Preparation of the Bubble waffle batter

Combine the flour, cornflour and the baking powder in a mixing bowl, then set aside. In a second mixing bowl, combine the milk, salt, vanilla sugar, vegetable oil, eggs and sugar.

Pour the liquid ingredients into the bowl containing the flours and mix vigorously until the mixture is smooth.

Leave to rest in the refrigerator for 1 hour.

Baking the waffle batter

Preheat the waffle iron to 210 °C for 15 minutes.

Brush the irons with a light coat of oil. Use a ladle or jug to fill the iron on one side. Close the waffle irons and lock into position using the handles. Turn the irons over immediately.

Cook in this position for 2 minutes and 45 seconds.

Open the waffle iron and remove the waffle using a waffle pick. Rest the waffle in a cone-shaped stand in preparation for the filling. This cone shape will set as the waffle cools.

Chef’s tips and suggestions : You can serve the waffles with a scoop of vanilla ice cream and a caramel sauce.

This recipe makes 64 Churros waffles with a suitable waffle maker.

Preparation of the waffle batter Churros

In a bowl, mix in (in the following order): flour, sugar, baking powder and then gradually add 2 eggs, melted butter and milk until you have a smooth batter with no lumps remaining.

Cooking waffles Churros

Preheat the waffle iron to 220 °C for 15 minutes.

Brush the irons with a light coat of oil. Use a ladle or jug to fill the irons on one side. Close the waffle irons and lock into position using the handles. Turn the irons over immediately.

Cook in this position for 3 minutes.

Open the waffle iron and remove the waffles using a waffle pick. It is best to place the waffles on a rack to prevent them from going soft.

Chef’s tips and suggestions: Try serving these Churro waffles with chocolate sauce.

To prepare the Belgian Waffle batter

Mix the flour, sugar, oil and baking powder in a bowl. Add the 3 egg yolks and mix. Gradually incorporate the milk to avoid creating lumps.

Beat the egg whites into stiff peaks and blend them into the batter.

Let the batter rest for about 1 hour before cooking.

Cooking of the Brussels waffles

Preheat the waffle iron to 200 °C for 15 minutes.

Before use, give the batter another gentle mix to make it uniform.

Brush the irons with a light coat of oil. Use a ladle or jug to fill the irons on one side until the tops of the grid outlines are covered. Close the waffle irons and lock into position using the handles. Turn the irons over immediately (for 180° waffle irons and swivel waffle irons).

Cook in this position for 3 to 4 minutes.

Open the waffle iron and remove the waffles using a waffle pick. It is best to place the waffles on a rack to prevent them from going soft.
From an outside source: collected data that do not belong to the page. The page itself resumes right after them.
use std::rc::Rc;

use slotline::Signal;

fn main() {
    let signal = Rc::new(Signal::<u32>::new());

    let _always = signal.connect(|n| println!("always: {n}"));
    signal.connect_once(|n| println!("once: {n}"));

    let weak = Rc::downgrade(&signal);
    signal.connect(move |n| {
        if n == 1 {
            if let Some(signal) = weak.upgrade() {
                println!("re-emitting from inside a slot");
                signal.emit(100);
            }
        }
    });

    {
        let _scoped = signal.scoped(signal.connect(|n| println!("scoped: {n}")));
        signal.emit(1);
    }

    signal.emit(2);
    println!("slots left: {}", signal.slot_count());
}
//! Defines [`Connection`], the lightweight handle addressing one connected slot.
//!
//! A `Connection` does not own its slot and does not keep the signal alive. It
//! holds a weak reference to the signal's shared control cell plus the slot id,
//! so every clone of a handle observes the same record, and a handle that
//! outlives its signal simply reports "not connected".

use crate::scoped::ScopedConnection;
use crate::slot_id::SlotId;
use std::fmt;
use std::hash::{Hash, Hasher};
use std::rc::Weak;

/// The operations a handle may perform on the store it points into.
pub(crate) trait Control {
    fn connected(&self, id: SlotId) -> bool;
    fn disconnect(&self, id: SlotId);
}

/// Sized stand-in that lets `Weak::new` produce an empty `Weak<dyn Control>`.
///
/// Such a `Weak` never upgrades, so these methods never run.
struct Detached;

impl Control for Detached {
    fn connected(&self, _: SlotId) -> bool {
        unreachable!("a detached handle never upgrades")
    }

    fn disconnect(&self, _: SlotId) {
        unreachable!("a detached handle never upgrades")
    }
}

/// Handle to one slot of a [`Signal`](crate::Signal).
///
/// Handles are cheap to clone. Disconnecting through any clone is visible
/// through all of them, and two handles compare equal when they address the
/// same slot of the same signal.
///
/// Dropping a `Connection` does **not** disconnect the slot; use
/// [`ScopedConnection`] for that.
///
/// ```
/// use slotline::Signal;
///
/// let signal = Signal::<u32>::new();
/// let conn = signal.connect(|_| {});
/// let copy = conn.clone();
///
/// copy.disconnect();
/// assert!(!conn.connected());
/// drop(signal);
/// // Still safe to query after the signal is gone.
/// assert!(!conn.connected());
/// conn.disconnect();
/// ```
#[derive(Clone)]
pub struct Connection {
    control: Weak<dyn Control>,
    id: SlotId,
}

impl Default for Connection {
    /// An empty handle that is never connected.
    fn default() -> Self {
        Self {
            control: Weak::<Detached>::new(),
            id: SlotId::NONE,
        }
    }
}

impl Connection {
    pub(crate) fn new(control: Weak<dyn Control>, id: SlotId) -> Self {
        Self { control, id }
    }

    /// Id of the addressed slot.
    #[inline]
    pub fn id(&self) -> SlotId {
        self.id
    }

    /// Returns `true` while the slot is registered and its signal still exists.
    pub fn connected(&self) -> bool {
        self.control
            .upgrade()
            .is_some_and(|control| control.connected(self.id))
    }

    /// Disconnects the slot.
    ///
    /// Does nothing if the slot was already disconnected or the signal has
    /// been dropped. Safe to call from inside the slot itself.
    pub fn disconnect(&self) {
        if let Some(control) = self.control.upgrade() {
            control.disconnect(self.id);
        }
    }

    /// Wraps this handle in a guard that disconnects it when dropped.
    #[must_use = "dropping the guard immediately disconnects the slot"]
    pub fn scoped(self) -> ScopedConnection {
        ScopedConnection::new(self)
    }

    /// Returns `true` if this handle was issued by the signal owning `control`.
    pub(crate) fn belongs_to(&self, control: &Weak<dyn Control>) -> bool {
        Weak::ptr_eq(&self.control, control)
    }
}

impl PartialEq for Connection {
    fn eq(&self, other: &Self) -> bool {
        self.id == other.id && Weak::ptr_eq(&self.control, &other.control)
    }
}

impl Eq for Connection {}

impl Hash for Connection {
    fn hash<H: Hasher>(&self, state: &mut H) {
        self.control.as_ptr().cast::<()>().hash(state);
        self.id.hash(state);
    }
}

impl fmt::Debug for Connection {
    fn fmt(&self, f: &mut fmt::Formatter<'_>) -> fmt::Result {
        f.debug_struct("Connection")
            .field("id", &self.id)
            .field("connected", &self.connected())
            .finish()
    }
}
To prepare the dough ball for Liège waffles

Mix the yeast and warm water in a bowl. Leave to rest for 15 mins.

Mix the flour, sugar, vanilla sugar, salt and yeast together in a bowl. Add the eggs and melted butter. Mix together.

Leave the dough to rest for 1 hour: it should double in volume.

Gently mix in the pearl sugar. Let stand for 10 minutes, then form balls of approximately 70 g, dusting them with flour.

Cooking of Liege waffles

Preheat the waffle iron to 180 °C for 15 minutes.

Brush the irons with a light coat of oil. Place one dough piece into each iron and close the waffle irons.

Cook on this position for 3 to 4 minutes.

Open the waffle iron and remove the waffles using a waffle pick. It is best to place the waffles on a rack to prevent them from going soft.